In an action on behalf of an infant by her parents for injuries sustained by the child when the driver of an automobile drove over her while leaving a parking space in front of the child’s parents’ home, the trial court properly declined to give a peremptory instruction on liability favorable to the parents where the evidence, when viewed in a light most favorable to the verdict, portrayed circumstances from which reasonable minds could find that the driver had afforded the infant all of the care which was due under the circumstances, including the presence of her parents in the immediate vicinity, and where the evidence did not establish as a matter of law that the driver had violated the duty imposed by statute to “exercise proper precaution upon observing any child or any confused or incapacitated person upon a roadway.” Haver v. Hinson, 385 So. 2d 605, 1980 Miss. LEXIS 2018 (Miss. 1980).

Questions of negligence are for the jury’s determination. Where, however, there is no issue of fact, then the court determines the negligence question. McGee v. Bolen, 369 So. 2d 486, 1979 Miss. LEXIS 2255 (Miss. 1979).

In action against bank for having negligently lost deposit made by plaintiff, the issue as to whether or not the bank exercised reasonable care in finding the lost deposit was a question for the determination of the jury. First Nat'l Bank v. Langley, 314 So. 2d 324, 1975 Miss. LEXIS 1678 (Miss. 1975).

Where plaintiff’s case was based on the negligence of defendant and the only answer of defendant was an affirmative defense, the county court erred in disposing of the case at a preliminary hearing on the motion to dismiss, thereby denying plaintiff the right to present his case to the jury on the facts. Gates v. Owen Chevrolet Co., 294 So. 2d 179, 1974 Miss. LEXIS 1818 (Miss. 1974).

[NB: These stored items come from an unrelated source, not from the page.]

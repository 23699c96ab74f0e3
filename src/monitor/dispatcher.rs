//! Event Dispatcher
//!
//! Per-topic subscriber registry with fault isolation. Every subscriber is
//! one uniform abstraction - an async `Subscriber` whose `handle` is always
//! awaited - so synchronous and asynchronous callbacks take the same path.
//!
//! Guarantees: subscribers for one topic run in registration order; a
//! subscriber error is logged and never blocks later subscribers or other
//! events. No ordering is promised between topics.

use std::collections::HashMap;
use std::sync::Arc;

use async_trait::async_trait;
use tokio::sync::RwLock;
use tracing::{debug, error};

use crate::domain::event::{EventTopic, PipelineEvent};

#[async_trait]
pub trait Subscriber: Send + Sync {
    /// Identifier used in failure logs
    fn name(&self) -> &str {
        "subscriber"
    }

    async fn handle(&self, event: &PipelineEvent) -> anyhow::Result<()>;
}

/// Adapter turning a plain closure into a `Subscriber`
struct FnSubscriber<F> {
    name: String,
    callback: F,
}

#[async_trait]
impl<F> Subscriber for FnSubscriber<F>
where
    F: Fn(&PipelineEvent) -> anyhow::Result<()> + Send + Sync,
{
    fn name(&self) -> &str {
        &self.name
    }

    async fn handle(&self, event: &PipelineEvent) -> anyhow::Result<()> {
        (self.callback)(event)
    }
}

#[derive(Default)]
pub struct EventDispatcher {
    subscribers: RwLock<HashMap<EventTopic, Vec<Arc<dyn Subscriber>>>>,
}

impl EventDispatcher {
    pub fn new() -> Self {
        Self::default()
    }

    pub async fn subscribe(&self, topic: EventTopic, subscriber: Arc<dyn Subscriber>) {
        let mut map = self.subscribers.write().await;
        let list = map.entry(topic).or_default();
        list.push(subscriber);
        debug!(?topic, total = list.len(), "subscriber registered");
    }

    /// Register a synchronous closure for one topic
    pub async fn subscribe_fn<F>(&self, topic: EventTopic, name: &str, callback: F)
    where
        F: Fn(&PipelineEvent) -> anyhow::Result<()> + Send + Sync + 'static,
    {
        self.subscribe(
            topic,
            Arc::new(FnSubscriber {
                name: name.to_string(),
                callback,
            }),
        )
        .await;
    }

    // Outward registration surface for UI/telemetry collaborators

    pub async fn on_new_token(&self, subscriber: Arc<dyn Subscriber>) {
        self.subscribe(EventTopic::NewToken, subscriber).await;
    }

    pub async fn on_wallet_buy(&self, subscriber: Arc<dyn Subscriber>) {
        self.subscribe(EventTopic::WalletBuy, subscriber).await;
    }

    pub async fn on_price_update(&self, subscriber: Arc<dyn Subscriber>) {
        self.subscribe(EventTopic::PriceUpdate, subscriber).await;
    }

    pub async fn on_volume_spike(&self, subscriber: Arc<dyn Subscriber>) {
        self.subscribe(EventTopic::VolumeSpike, subscriber).await;
    }

    /// Deliver an event to every subscriber of its topic, in registration
    /// order. Failures are isolated per subscriber.
    pub async fn publish(&self, event: &PipelineEvent) {
        let topic = event.topic();
        let list = {
            let map = self.subscribers.read().await;
            match map.get(&topic) {
                Some(list) => list.clone(),
                None => return,
            }
        };

        for subscriber in list {
            if let Err(e) = subscriber.handle(event).await {
                error!(
                    subscriber = subscriber.name(),
                    ?topic,
                    error = %e,
                    "subscriber failed, continuing delivery"
                );
            }
        }
    }

    pub async fn subscriber_count(&self, topic: EventTopic) -> usize {
        self.subscribers
            .read()
            .await
            .get(&topic)
            .map(Vec::len)
            .unwrap_or(0)
    }
}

All questions of negligence and contributory negligence are for the jury to decide under proper instructions of the court as to the applicable principles of law involved. Smith v. Walton, 271 So. 2d 409, 1973 Miss. LEXIS 1507 (Miss. 1973).

Where the evidence showed that the defendant’s vision, as she approached a smoke covered portion of the highway, slowing her automobile to approximately 30 miles per hour was restricted to approximately one and one-half car lengths in front of her automobile, it was never entirely obscured, the question of the defendant’s negligence in colliding with another vehicle traveling in the opposite direction in defendant’s lane while passing another vehicle was for the jury, precluding a peremptory instruction as to defendants liability in a suit for personal injuries. Butler v. Chrestman, 264 So. 2d 812, 1972 Miss. LEXIS 1366 (Miss. 1972).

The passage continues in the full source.